• [PROBLEM]
The answer must consist of every line below that contains the word "Completed".

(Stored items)
• • • •

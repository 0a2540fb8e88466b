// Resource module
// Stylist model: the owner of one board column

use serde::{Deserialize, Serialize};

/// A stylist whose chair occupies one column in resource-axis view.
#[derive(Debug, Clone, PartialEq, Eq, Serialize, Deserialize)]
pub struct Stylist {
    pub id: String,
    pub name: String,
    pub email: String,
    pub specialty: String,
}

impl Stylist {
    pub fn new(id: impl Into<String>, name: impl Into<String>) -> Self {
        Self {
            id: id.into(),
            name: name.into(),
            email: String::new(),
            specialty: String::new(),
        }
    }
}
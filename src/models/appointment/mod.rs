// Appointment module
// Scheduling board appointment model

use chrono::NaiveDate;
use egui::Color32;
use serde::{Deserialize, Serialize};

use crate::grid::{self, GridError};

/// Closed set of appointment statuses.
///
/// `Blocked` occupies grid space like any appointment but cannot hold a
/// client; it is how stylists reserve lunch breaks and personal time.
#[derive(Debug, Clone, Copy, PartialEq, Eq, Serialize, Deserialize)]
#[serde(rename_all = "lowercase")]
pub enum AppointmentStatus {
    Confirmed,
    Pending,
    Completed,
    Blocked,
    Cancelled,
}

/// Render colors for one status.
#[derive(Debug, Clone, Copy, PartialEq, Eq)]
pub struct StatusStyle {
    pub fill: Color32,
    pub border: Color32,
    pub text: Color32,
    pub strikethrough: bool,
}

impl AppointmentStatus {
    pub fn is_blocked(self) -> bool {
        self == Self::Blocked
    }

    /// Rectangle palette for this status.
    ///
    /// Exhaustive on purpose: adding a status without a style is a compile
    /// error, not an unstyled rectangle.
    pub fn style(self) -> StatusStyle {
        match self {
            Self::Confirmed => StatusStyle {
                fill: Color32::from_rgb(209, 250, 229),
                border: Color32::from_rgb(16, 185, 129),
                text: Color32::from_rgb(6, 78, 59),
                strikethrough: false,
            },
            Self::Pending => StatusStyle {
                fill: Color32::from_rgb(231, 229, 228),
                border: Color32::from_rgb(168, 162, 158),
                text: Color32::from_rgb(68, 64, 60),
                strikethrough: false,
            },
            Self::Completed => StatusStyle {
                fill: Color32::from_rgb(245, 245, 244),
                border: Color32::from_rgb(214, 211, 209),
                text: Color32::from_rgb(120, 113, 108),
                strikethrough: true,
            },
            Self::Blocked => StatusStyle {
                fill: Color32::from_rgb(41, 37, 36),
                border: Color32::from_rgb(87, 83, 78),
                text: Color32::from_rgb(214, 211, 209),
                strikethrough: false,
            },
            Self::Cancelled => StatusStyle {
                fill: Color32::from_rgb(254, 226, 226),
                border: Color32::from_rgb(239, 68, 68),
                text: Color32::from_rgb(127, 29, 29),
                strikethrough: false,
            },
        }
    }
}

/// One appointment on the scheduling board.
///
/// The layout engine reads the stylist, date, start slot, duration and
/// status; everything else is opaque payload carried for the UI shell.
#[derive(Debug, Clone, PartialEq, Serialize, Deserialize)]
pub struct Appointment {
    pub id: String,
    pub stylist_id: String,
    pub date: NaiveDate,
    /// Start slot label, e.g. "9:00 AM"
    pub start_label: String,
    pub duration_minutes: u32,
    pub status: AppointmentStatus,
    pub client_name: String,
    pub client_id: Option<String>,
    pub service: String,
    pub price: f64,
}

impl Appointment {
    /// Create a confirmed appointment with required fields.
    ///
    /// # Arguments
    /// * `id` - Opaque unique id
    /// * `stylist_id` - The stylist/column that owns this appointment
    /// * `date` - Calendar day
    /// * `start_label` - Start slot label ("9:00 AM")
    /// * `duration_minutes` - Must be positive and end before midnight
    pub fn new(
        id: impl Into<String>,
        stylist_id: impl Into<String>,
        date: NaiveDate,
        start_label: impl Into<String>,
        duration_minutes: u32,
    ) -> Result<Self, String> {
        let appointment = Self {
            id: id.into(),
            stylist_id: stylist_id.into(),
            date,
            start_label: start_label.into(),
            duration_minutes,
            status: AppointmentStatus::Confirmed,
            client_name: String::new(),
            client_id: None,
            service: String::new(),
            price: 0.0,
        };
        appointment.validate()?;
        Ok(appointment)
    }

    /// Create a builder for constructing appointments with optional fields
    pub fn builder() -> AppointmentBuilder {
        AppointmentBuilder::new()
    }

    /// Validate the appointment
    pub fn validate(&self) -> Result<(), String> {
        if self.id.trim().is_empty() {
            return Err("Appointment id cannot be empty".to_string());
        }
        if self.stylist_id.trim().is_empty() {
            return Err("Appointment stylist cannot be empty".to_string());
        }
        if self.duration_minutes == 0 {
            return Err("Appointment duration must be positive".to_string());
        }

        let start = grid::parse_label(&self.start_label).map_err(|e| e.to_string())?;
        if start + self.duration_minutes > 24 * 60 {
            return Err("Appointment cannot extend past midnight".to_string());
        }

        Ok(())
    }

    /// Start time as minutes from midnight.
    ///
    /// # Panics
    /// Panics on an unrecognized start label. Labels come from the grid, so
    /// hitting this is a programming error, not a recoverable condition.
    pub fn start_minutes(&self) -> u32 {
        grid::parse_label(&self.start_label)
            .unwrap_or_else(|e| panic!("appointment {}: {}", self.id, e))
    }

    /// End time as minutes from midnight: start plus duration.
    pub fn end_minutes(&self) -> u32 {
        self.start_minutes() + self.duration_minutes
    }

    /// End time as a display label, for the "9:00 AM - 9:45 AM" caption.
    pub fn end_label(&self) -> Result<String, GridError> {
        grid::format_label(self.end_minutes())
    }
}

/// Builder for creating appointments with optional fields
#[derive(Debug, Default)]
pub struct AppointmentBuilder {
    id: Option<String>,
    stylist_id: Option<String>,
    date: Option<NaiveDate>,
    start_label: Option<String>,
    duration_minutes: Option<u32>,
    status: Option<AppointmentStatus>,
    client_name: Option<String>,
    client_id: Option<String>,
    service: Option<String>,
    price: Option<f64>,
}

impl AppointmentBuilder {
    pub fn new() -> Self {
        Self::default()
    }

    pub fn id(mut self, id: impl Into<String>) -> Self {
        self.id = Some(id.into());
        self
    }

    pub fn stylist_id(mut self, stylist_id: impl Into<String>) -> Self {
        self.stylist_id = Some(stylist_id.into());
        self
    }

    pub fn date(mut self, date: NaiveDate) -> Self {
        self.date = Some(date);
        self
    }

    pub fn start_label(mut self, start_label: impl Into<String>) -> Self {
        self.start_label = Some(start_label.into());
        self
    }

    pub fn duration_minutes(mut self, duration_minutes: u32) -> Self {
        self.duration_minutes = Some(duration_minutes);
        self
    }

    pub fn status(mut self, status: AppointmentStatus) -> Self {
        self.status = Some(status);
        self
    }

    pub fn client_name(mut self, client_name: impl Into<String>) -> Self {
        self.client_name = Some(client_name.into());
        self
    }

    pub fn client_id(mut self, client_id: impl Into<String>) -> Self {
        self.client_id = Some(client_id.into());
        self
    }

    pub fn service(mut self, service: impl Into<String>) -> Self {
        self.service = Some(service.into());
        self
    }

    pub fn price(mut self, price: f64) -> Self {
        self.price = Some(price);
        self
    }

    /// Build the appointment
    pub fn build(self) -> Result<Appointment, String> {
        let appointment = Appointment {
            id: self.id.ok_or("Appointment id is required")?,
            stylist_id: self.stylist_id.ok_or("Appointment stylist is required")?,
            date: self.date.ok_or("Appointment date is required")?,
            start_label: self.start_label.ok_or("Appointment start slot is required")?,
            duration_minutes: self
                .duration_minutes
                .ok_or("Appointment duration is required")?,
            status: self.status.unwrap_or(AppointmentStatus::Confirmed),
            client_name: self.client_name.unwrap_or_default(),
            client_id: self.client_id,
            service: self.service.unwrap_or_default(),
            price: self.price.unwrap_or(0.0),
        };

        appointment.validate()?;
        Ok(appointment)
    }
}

• • • •

• [RESULT FOR THIS EXERCISE]
    Completed,
            Self::Completed => StatusStyle {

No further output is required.